**Brief**
Determine how many lines in the entries below include "entities". The reply should be that number and nothing else.
= = = = = = =
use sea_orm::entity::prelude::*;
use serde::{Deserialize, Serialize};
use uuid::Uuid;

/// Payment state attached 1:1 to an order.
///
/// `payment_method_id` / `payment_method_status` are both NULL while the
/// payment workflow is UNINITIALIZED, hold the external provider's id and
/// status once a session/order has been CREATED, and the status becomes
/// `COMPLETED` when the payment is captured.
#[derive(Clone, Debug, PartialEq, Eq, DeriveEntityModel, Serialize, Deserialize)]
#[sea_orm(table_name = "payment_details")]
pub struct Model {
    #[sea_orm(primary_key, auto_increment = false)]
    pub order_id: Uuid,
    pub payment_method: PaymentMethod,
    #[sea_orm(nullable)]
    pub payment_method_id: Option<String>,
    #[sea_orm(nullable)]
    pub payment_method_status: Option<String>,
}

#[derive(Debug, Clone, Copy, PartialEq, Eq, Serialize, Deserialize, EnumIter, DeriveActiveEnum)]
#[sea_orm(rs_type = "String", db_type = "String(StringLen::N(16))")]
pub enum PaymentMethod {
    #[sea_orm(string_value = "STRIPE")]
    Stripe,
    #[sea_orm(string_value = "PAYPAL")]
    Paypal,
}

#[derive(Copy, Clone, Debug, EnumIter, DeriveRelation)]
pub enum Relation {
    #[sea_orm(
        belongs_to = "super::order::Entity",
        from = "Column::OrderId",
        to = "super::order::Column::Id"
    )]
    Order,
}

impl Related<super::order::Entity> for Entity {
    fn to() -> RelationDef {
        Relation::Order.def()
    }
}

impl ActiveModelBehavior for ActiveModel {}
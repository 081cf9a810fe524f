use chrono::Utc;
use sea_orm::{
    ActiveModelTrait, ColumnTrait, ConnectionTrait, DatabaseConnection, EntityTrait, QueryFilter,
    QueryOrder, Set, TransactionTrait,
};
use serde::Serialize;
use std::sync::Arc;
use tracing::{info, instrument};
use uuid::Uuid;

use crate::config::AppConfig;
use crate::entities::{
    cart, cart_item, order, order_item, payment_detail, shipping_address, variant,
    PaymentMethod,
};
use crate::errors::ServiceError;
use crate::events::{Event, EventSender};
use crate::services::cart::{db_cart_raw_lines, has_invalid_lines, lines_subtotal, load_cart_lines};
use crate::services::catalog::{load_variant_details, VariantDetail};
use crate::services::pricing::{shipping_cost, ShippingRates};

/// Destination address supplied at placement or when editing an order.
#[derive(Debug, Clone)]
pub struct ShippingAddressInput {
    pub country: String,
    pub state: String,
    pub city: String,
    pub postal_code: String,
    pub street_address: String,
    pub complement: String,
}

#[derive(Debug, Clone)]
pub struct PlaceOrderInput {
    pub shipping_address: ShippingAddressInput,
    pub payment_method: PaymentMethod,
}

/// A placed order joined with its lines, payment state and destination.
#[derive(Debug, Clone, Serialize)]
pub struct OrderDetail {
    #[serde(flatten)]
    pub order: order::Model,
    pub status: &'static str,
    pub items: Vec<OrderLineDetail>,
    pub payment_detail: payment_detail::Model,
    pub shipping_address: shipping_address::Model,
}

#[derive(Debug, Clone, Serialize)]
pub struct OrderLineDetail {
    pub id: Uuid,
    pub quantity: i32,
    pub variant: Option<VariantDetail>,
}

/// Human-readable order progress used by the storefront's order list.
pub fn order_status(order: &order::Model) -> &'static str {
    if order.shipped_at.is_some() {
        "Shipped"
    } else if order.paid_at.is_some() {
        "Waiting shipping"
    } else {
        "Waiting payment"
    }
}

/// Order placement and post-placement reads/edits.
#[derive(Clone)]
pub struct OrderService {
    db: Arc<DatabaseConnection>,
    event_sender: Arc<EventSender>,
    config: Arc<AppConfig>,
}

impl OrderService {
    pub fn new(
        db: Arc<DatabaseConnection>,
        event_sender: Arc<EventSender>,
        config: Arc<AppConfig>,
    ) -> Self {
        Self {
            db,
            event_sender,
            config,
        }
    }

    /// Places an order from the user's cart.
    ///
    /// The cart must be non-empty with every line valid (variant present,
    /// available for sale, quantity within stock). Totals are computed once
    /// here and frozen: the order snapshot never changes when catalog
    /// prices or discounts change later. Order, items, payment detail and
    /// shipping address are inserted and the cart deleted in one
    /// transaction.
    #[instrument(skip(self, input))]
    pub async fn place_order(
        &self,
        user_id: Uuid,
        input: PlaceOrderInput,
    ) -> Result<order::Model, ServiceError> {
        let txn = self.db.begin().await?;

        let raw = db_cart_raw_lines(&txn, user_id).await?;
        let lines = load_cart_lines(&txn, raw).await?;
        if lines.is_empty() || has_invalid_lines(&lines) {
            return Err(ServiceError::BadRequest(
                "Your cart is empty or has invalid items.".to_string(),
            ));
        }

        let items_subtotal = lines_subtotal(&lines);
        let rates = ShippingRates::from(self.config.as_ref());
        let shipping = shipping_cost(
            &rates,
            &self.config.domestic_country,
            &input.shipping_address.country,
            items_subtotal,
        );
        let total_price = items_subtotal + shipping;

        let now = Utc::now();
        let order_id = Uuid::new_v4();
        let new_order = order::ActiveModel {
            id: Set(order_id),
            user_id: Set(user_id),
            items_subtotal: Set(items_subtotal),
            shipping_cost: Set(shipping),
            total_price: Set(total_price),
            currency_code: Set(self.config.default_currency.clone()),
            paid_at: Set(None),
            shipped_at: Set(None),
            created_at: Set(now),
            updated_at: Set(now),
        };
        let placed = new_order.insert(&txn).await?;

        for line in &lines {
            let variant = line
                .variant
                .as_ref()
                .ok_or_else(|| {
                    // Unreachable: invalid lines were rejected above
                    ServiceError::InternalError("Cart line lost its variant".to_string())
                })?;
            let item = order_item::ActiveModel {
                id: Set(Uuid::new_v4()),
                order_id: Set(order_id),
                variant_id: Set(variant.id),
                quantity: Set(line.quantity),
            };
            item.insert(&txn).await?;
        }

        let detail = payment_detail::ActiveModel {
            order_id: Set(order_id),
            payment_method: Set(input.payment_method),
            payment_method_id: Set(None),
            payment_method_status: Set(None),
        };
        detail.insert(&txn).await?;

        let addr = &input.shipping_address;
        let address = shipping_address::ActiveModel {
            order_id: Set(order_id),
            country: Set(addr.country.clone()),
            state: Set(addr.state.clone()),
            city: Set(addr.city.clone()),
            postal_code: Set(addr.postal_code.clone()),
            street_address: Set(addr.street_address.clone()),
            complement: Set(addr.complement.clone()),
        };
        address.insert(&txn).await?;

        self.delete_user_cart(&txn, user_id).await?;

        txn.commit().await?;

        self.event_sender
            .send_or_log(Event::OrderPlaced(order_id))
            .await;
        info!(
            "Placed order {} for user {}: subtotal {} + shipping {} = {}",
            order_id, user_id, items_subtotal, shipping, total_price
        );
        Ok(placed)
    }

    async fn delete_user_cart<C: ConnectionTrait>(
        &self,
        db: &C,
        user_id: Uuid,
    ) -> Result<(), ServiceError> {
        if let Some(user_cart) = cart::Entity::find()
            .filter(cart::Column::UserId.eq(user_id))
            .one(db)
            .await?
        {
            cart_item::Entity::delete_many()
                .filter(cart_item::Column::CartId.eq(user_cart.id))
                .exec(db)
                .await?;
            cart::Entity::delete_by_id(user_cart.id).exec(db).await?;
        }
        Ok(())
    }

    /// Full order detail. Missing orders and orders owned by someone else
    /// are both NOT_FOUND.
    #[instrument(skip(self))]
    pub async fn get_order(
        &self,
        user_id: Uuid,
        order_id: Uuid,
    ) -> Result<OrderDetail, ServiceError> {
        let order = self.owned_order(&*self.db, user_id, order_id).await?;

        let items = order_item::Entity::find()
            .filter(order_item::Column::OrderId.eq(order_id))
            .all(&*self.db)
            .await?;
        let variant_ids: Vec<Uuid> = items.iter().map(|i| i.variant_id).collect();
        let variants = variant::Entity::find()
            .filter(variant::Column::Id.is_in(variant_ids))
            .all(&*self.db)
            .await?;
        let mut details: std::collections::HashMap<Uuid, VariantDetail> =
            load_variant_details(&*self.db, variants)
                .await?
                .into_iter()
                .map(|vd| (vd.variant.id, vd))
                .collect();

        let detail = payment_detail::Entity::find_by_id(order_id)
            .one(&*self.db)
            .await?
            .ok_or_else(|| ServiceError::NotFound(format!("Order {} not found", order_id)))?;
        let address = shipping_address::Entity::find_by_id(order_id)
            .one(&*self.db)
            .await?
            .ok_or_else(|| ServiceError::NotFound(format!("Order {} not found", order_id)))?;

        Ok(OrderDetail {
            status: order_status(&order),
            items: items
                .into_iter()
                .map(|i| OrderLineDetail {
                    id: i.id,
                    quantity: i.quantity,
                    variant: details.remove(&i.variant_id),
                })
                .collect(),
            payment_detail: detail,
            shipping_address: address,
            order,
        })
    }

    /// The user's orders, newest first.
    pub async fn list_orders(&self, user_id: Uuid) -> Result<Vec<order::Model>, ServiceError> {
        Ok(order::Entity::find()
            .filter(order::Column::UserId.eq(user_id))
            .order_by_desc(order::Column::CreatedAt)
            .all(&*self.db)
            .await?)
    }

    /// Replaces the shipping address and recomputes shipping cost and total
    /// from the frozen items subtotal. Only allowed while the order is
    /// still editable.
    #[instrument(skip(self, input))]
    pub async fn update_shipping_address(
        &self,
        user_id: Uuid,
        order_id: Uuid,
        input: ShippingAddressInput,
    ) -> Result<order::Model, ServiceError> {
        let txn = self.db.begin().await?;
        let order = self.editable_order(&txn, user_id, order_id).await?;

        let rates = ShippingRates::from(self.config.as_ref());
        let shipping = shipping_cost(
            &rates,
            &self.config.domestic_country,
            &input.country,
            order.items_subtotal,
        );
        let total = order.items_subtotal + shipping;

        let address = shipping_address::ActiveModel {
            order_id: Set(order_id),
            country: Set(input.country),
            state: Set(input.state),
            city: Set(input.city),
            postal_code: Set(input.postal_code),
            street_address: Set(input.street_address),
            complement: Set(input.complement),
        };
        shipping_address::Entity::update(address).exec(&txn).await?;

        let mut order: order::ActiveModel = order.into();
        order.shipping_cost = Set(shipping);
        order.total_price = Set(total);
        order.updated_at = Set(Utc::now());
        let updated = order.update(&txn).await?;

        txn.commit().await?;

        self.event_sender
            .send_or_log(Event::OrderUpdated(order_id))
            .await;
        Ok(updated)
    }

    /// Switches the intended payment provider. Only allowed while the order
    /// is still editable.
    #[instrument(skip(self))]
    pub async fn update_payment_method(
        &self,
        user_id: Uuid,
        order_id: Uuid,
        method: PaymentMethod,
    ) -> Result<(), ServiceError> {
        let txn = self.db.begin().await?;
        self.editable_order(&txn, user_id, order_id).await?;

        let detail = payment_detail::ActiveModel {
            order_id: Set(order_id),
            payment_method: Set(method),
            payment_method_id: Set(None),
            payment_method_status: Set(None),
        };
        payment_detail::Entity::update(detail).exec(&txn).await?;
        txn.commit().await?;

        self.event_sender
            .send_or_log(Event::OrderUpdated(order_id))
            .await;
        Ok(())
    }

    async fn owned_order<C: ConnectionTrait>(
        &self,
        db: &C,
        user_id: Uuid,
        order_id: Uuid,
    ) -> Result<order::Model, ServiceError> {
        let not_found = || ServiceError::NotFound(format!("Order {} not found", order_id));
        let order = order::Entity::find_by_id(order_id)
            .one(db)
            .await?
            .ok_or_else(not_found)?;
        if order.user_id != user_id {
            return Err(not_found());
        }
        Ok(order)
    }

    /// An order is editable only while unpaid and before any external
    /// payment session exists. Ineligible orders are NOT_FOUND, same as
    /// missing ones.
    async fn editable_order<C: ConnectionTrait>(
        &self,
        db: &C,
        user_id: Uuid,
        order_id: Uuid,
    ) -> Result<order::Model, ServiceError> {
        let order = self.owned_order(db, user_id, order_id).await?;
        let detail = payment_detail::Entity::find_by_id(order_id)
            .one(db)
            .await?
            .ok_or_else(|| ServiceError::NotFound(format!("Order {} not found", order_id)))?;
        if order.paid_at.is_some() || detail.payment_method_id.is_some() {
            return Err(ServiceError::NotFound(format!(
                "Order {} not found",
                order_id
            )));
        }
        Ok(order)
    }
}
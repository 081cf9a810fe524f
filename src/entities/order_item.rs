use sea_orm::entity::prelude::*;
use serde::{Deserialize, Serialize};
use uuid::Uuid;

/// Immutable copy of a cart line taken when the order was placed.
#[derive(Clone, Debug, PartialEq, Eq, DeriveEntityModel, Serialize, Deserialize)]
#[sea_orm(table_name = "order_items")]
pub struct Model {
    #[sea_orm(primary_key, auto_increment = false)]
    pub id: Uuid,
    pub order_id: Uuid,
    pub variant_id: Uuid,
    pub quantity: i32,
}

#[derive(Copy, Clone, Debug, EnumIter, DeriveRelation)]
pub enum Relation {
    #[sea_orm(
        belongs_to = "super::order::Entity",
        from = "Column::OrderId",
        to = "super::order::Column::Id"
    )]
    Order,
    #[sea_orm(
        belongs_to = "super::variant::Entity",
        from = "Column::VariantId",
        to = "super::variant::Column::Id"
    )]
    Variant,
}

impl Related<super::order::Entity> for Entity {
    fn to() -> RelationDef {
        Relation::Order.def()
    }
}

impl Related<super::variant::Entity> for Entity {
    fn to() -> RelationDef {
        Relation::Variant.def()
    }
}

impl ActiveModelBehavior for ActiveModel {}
= = = = = = =
**Exercise answer**
2